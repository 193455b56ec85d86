// Incremental Delaunay triangulation (Bowyer–Watson)
//
// Points are inserted one at a time into a working mesh seeded with a
// super-triangle. Each insertion carves out the triangles whose circumcircle
// strictly contains the new point and re-fans the resulting cavity from it.
// Output depends on insertion order but is fully deterministic for a given order.

use std::collections::{HashMap, HashSet};
use std::f64::consts::{FRAC_PI_2, TAU};

use log::debug;
use nalgebra::Vector2;

use crate::config::GeometryConfig;
use crate::geometries::{point, BoundingBox2D, Circle, Point, Triangle};

// ======================== CONSTANTS ========================
const SUPER_TRIANGLE_SCALE: f64 = 10.0; // Bounding-circle radius multiplier for the seed triangle

/// Delaunay triangulation of a point set
#[derive(Debug, Clone)]
pub struct Triangulation {
    /// Distinct input points in insertion order
    pub sites: Vec<Point>,
    /// Counter-clockwise triangles over `sites`
    pub triangles: Vec<Triangle>,
}

/// A mesh triangle with its circumcircle computed once
struct WorkingTriangle {
    triangle: Triangle,
    circumcircle: Option<Circle>,
}

impl WorkingTriangle {
    fn new(triangle: Triangle, config: &GeometryConfig) -> Self {
        let circumcircle = triangle.circumcircle(config);
        Self {
            triangle,
            circumcircle,
        }
    }

    /// Strict containment: cocircular points do not invalidate the triangle
    fn circumcircle_contains(&self, p: Point, config: &GeometryConfig) -> bool {
        self.circumcircle.is_some_and(|circle| {
            config.lt(point::distance_squared(p, circle.center), circle.radius * circle.radius)
        })
    }
}

impl Triangulation {
    pub fn new(points: &[Point]) -> Self {
        Self::with_config(points, &GeometryConfig::default())
    }

    /// Triangulate `points` in the given order
    ///
    /// Duplicates (same hash key) are dropped, keeping the first occurrence. Fewer
    /// than three distinct points give an empty triangle list; colinear input gives
    /// an empty or degenerate one.
    pub fn with_config(points: &[Point], config: &GeometryConfig) -> Self {
        let sites = unique_sites(points, config);
        if sites.len() < 3 {
            debug!("triangulation skipped: {} distinct sites", sites.len());
            return Self {
                sites,
                triangles: Vec::new(),
            };
        }

        let seed = super_triangle(&sites, config);
        let mut mesh = vec![WorkingTriangle::new(seed, config)];

        for &site in &sites {
            insert_site(&mut mesh, site, config);
        }

        let triangles: Vec<Triangle> = mesh
            .into_iter()
            .map(|working| working.triangle)
            .filter(|t| {
                !(seed.has_vertex(t.a, config) || seed.has_vertex(t.b, config) || seed.has_vertex(t.c, config))
            })
            .collect();

        debug!(
            "triangulated {} sites ({} dropped as duplicates) into {} triangles",
            sites.len(),
            points.len() - sites.len(),
            triangles.len()
        );
        Self { sites, triangles }
    }

    /// Triangles having `site` as a vertex
    ///
    /// Vertices are matched by hash key, the same identity used to deduplicate
    /// sites, so two distinct sites never claim each other's triangles.
    pub fn incident_triangles(&self, site: Point, config: &GeometryConfig) -> Vec<&Triangle> {
        let key = point::point_hash(site, config);
        self.triangles
            .iter()
            .filter(|t| {
                [t.a, t.b, t.c]
                    .iter()
                    .any(|&v| point::point_hash(v, config) == key)
            })
            .collect()
    }

    /// Distinct undirected edges, in order of first appearance
    pub fn edges(&self, config: &GeometryConfig) -> Vec<(Point, Point)> {
        let mut seen = HashSet::new();
        let mut edges = Vec::new();
        for t in &self.triangles {
            for (p, q) in [(t.a, t.b), (t.b, t.c), (t.c, t.a)] {
                if seen.insert(edge_key(p, q, config)) {
                    edges.push((p, q));
                }
            }
        }
        edges
    }
}

/// Delaunay triangles over `points`, see [`Triangulation::with_config`]
pub fn triangulate(points: &[Point]) -> Vec<Triangle> {
    Triangulation::new(points).triangles
}

fn unique_sites(points: &[Point], config: &GeometryConfig) -> Vec<Point> {
    let mut seen = HashSet::new();
    points
        .iter()
        .copied()
        .filter(|&p| seen.insert(point::point_hash(p, config)))
        .collect()
}

/// Equilateral triangle circumscribing the enlarged bounding circle of `sites`
fn super_triangle(sites: &[Point], config: &GeometryConfig) -> Triangle {
    let bounds = BoundingBox2D::from_points(sites.iter().copied()).unwrap_or_default();
    let center = bounds.center();
    let radius = bounds.circumradius().max(config.epsilon.sqrt()) * SUPER_TRIANGLE_SCALE;

    // An equilateral triangle's circumradius is twice its inradius
    let corner = |k: f64| {
        let angle = FRAC_PI_2 + k * TAU / 3.0;
        center + Vector2::new(angle.cos(), angle.sin()) * (2.0 * radius)
    };
    Triangle::new(corner(0.0), corner(1.0), corner(2.0))
}

fn insert_site(mesh: &mut Vec<WorkingTriangle>, site: Point, config: &GeometryConfig) {
    let mut cavity_edges: Vec<(Point, Point)> = Vec::new();
    mesh.retain(|working| {
        if working.circumcircle_contains(site, config) {
            let t = working.triangle;
            cavity_edges.extend([(t.a, t.b), (t.b, t.c), (t.c, t.a)]);
            false
        } else {
            true
        }
    });

    // Interior edges were contributed by two removed triangles and cancel out
    let mut counts: HashMap<String, usize> = HashMap::new();
    for &(p, q) in &cavity_edges {
        *counts.entry(edge_key(p, q, config)).or_insert(0) += 1;
    }

    for (p, q) in cavity_edges {
        if counts[&edge_key(p, q, config)] == 1 {
            mesh.push(WorkingTriangle::new(counter_clockwise(p, q, site), config));
        }
    }
}

fn counter_clockwise(a: Point, b: Point, c: Point) -> Triangle {
    if point::orientation(a, b, c) < 0.0 {
        Triangle::new(a, c, b)
    } else {
        Triangle::new(a, b, c)
    }
}

fn edge_key(p: Point, q: Point, config: &GeometryConfig) -> String {
    let mut ends = [point::point_hash(p, config), point::point_hash(q, config)];
    ends.sort();
    ends.join(";")
}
▬▬▬
▶ Task statement
Working through the records, copy each line in which the word "Delaunay" appears.

▶ Solution to the exercise
// Incremental Delaunay triangulation (Bowyer–Watson)
/// Delaunay triangulation of a point set
/// Delaunay triangles over `points`, see [`Triangulation::with_config`]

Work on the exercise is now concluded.